- _Required action_
For this task, copy the data that follows exactly, keeping every character.
☆ ☆ ☆
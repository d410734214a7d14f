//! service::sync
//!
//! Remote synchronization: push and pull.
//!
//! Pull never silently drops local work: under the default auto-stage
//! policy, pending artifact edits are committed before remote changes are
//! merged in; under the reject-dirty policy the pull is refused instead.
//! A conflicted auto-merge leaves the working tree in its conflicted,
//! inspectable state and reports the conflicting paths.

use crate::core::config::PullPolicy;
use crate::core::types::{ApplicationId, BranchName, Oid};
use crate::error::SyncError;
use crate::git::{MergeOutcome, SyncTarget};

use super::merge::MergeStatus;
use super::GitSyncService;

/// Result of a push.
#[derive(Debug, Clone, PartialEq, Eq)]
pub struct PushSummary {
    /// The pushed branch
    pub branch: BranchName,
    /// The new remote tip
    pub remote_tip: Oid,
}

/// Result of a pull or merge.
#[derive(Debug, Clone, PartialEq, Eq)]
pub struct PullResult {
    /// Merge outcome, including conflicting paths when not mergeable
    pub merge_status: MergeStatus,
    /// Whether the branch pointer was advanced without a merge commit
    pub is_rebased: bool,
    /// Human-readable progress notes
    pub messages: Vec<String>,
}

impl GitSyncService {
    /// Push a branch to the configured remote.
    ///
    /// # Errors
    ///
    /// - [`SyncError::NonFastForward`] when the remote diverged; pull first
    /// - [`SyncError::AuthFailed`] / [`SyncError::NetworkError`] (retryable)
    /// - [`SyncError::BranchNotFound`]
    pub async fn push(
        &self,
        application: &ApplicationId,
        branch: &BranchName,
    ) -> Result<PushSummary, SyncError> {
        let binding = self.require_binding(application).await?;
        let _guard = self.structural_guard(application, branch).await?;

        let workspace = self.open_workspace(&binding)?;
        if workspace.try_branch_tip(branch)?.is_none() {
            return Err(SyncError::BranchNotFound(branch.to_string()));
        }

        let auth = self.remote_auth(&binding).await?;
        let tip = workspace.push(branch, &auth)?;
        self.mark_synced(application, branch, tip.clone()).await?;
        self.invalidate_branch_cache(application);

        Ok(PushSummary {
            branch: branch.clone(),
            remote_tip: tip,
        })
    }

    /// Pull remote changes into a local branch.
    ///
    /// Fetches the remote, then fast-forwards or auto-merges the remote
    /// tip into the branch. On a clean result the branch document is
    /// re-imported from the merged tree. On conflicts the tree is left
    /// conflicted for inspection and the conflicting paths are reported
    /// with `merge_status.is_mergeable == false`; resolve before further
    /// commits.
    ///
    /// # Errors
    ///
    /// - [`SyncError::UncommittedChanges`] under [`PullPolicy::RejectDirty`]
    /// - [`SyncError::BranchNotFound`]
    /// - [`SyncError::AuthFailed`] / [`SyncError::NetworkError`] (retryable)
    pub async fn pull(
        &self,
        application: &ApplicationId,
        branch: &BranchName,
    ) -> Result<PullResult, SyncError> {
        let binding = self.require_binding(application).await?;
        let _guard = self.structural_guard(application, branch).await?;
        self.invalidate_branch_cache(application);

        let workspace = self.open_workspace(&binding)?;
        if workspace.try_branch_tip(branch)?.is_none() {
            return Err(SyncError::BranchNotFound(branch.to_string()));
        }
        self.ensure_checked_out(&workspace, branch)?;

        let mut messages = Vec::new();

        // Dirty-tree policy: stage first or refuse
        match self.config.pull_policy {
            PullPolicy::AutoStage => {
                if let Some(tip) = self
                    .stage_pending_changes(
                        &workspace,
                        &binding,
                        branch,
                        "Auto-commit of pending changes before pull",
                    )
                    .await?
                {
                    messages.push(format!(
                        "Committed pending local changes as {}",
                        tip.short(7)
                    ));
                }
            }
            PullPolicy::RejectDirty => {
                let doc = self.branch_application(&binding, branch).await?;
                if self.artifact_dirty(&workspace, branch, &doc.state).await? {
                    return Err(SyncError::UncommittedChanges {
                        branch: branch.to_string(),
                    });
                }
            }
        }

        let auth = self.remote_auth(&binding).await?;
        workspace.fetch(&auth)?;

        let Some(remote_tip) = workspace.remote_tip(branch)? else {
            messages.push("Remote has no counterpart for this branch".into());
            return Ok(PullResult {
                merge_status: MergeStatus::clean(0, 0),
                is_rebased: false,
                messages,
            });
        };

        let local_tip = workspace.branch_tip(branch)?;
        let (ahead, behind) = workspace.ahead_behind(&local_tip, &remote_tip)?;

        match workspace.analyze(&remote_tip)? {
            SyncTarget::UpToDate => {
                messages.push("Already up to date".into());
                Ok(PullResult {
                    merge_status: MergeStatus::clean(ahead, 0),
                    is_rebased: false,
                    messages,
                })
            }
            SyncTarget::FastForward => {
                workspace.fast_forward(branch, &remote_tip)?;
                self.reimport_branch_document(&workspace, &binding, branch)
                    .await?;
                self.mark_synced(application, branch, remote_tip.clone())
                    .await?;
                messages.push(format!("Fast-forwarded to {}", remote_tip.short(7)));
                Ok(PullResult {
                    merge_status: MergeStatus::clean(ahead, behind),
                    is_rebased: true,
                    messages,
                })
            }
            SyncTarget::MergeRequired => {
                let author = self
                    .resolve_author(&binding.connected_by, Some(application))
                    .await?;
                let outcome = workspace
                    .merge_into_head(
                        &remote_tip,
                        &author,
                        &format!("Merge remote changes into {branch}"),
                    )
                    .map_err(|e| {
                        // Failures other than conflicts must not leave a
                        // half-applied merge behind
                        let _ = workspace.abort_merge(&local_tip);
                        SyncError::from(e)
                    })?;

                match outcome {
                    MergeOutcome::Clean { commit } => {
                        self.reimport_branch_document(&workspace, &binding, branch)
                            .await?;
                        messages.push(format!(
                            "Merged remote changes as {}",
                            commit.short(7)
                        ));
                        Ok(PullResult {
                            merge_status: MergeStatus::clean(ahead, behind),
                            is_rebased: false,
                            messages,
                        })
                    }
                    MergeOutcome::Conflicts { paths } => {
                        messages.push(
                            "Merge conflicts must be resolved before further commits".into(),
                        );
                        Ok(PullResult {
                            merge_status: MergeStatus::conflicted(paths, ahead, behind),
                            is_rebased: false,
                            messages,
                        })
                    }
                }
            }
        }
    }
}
☆ ☆ ☆
- _Expected answer_
repository d410734214a7d14f
//! service::sync
//!
//! Remote synchronization: push and pull.
//!
//! Pull never silently drops local work: under the default auto-stage
//! policy, pending artifact edits are committed before remote changes are
//! merged in; under the reject-dirty policy the pull is refused instead.
//! A conflicted auto-merge leaves the working tree in its conflicted,
//! inspectable state and reports the conflicting paths.

use crate::core::config::PullPolicy;
use crate::core::types::{ApplicationId, BranchName, Oid};
use crate::error::SyncError;
use crate::git::{MergeOutcome, SyncTarget};

use super::merge::MergeStatus;
use super::GitSyncService;

/// Result of a push.
#[derive(Debug, Clone, PartialEq, Eq)]
pub struct PushSummary {
    /// The pushed branch
    pub branch: BranchName,
    /// The new remote tip
    pub remote_tip: Oid,
}

/// Result of a pull or merge.
#[derive(Debug, Clone, PartialEq, Eq)]
pub struct PullResult {
    /// Merge outcome, including conflicting paths when not mergeable
    pub merge_status: MergeStatus,
    /// Whether the branch pointer was advanced without a merge commit
    pub is_rebased: bool,
    /// Human-readable progress notes
    pub messages: Vec<String>,
}

impl GitSyncService {
    /// Push a branch to the configured remote.
    ///
    /// # Errors
    ///
    /// - [`SyncError::NonFastForward`] when the remote diverged; pull first
    /// - [`SyncError::AuthFailed`] / [`SyncError::NetworkError`] (retryable)
    /// - [`SyncError::BranchNotFound`]
    pub async fn push(
        &self,
        application: &ApplicationId,
        branch: &BranchName,
    ) -> Result<PushSummary, SyncError> {
        let binding = self.require_binding(application).await?;
        let _guard = self.structural_guard(application, branch).await?;

        let workspace = self.open_workspace(&binding)?;
        if workspace.try_branch_tip(branch)?.is_none() {
            return Err(SyncError::BranchNotFound(branch.to_string()));
        }

        let auth = self.remote_auth(&binding).await?;
        let tip = workspace.push(branch, &auth)?;
        self.mark_synced(application, branch, tip.clone()).await?;
        self.invalidate_branch_cache(application);

        Ok(PushSummary {
            branch: branch.clone(),
            remote_tip: tip,
        })
    }

    /// Pull remote changes into a local branch.
    ///
    /// Fetches the remote, then fast-forwards or auto-merges the remote
    /// tip into the branch. On a clean result the branch document is
    /// re-imported from the merged tree. On conflicts the tree is left
    /// conflicted for inspection and the conflicting paths are reported
    /// with `merge_status.is_mergeable == false`; resolve before further
    /// commits.
    ///
    /// # Errors
    ///
    /// - [`SyncError::UncommittedChanges`] under [`PullPolicy::RejectDirty`]
    /// - [`SyncError::BranchNotFound`]
    /// - [`SyncError::AuthFailed`] / [`SyncError::NetworkError`] (retryable)
    pub async fn pull(
        &self,
        application: &ApplicationId,
        branch: &BranchName,
    ) -> Result<PullResult, SyncError> {
        let binding = self.require_binding(application).await?;
        let _guard = self.structural_guard(application, branch).await?;
        self.invalidate_branch_cache(application);

        let workspace = self.open_workspace(&binding)?;
        if workspace.try_branch_tip(branch)?.is_none() {
            return Err(SyncError::BranchNotFound(branch.to_string()));
        }
        self.ensure_checked_out(&workspace, branch)?;

        let mut messages = Vec::new();

        // Dirty-tree policy: stage first or refuse
        match self.config.pull_policy {
            PullPolicy::AutoStage => {
                if let Some(tip) = self
                    .stage_pending_changes(
                        &workspace,
                        &binding,
                        branch,
                        "Auto-commit of pending changes before pull",
                    )
                    .await?
                {
                    messages.push(format!(
                        "Committed pending local changes as {}",
                        tip.short(7)
                    ));
                }
            }
            PullPolicy::RejectDirty => {
                let doc = self.branch_application(&binding, branch).await?;
                if self.artifact_dirty(&workspace, branch, &doc.state).await? {
                    return Err(SyncError::UncommittedChanges {
                        branch: branch.to_string(),
                    });
                }
            }
        }

        let auth = self.remote_auth(&binding).await?;
        workspace.fetch(&auth)?;

        let Some(remote_tip) = workspace.remote_tip(branch)? else {
            messages.push("Remote has no counterpart for this branch".into());
            return Ok(PullResult {
                merge_status: MergeStatus::clean(0, 0),
                is_rebased: false,
                messages,
            });
        };

        let local_tip = workspace.branch_tip(branch)?;
        let (ahead, behind) = workspace.ahead_behind(&local_tip, &remote_tip)?;

        match workspace.analyze(&remote_tip)? {
            SyncTarget::UpToDate => {
                messages.push("Already up to date".into());
                Ok(PullResult {
                    merge_status: MergeStatus::clean(ahead, 0),
                    is_rebased: false,
                    messages,
                })
            }
            SyncTarget::FastForward => {
                workspace.fast_forward(branch, &remote_tip)?;
                self.reimport_branch_document(&workspace, &binding, branch)
                    .await?;
                self.mark_synced(application, branch, remote_tip.clone())
                    .await?;
                messages.push(format!("Fast-forwarded to {}", remote_tip.short(7)));
                Ok(PullResult {
                    merge_status: MergeStatus::clean(ahead, behind),
                    is_rebased: true,
                    messages,
                })
            }
            SyncTarget::MergeRequired => {
                let author = self
                    .resolve_author(&binding.connected_by, Some(application))
                    .await?;
                let outcome = workspace
                    .merge_into_head(
                        &remote_tip,
                        &author,
                        &format!("Merge remote changes into {branch}"),
                    )
                    .map_err(|e| {
                        // Failures other than conflicts must not leave a
                        // half-applied merge behind
                        let _ = workspace.abort_merge(&local_tip);
                        SyncError::from(e)
                    })?;

                match outcome {
                    MergeOutcome::Clean { commit } => {
                        self.reimport_branch_document(&workspace, &binding, branch)
                            .await?;
                        messages.push(format!(
                            "Merged remote changes as {}",
                            commit.short(7)
                        ));
                        Ok(PullResult {
                            merge_status: MergeStatus::clean(ahead, behind),
                            is_rebased: false,
                            messages,
                        })
                    }
                    MergeOutcome::Conflicts { paths } => {
                        messages.push(
                            "Merge conflicts must be resolved before further commits".into(),
                        );
                        Ok(PullResult {
                            merge_status: MergeStatus::conflicted(paths, ahead, behind),
                            is_rebased: false,
                            messages,
                        })
                    }
                }
            }
        }
    }
}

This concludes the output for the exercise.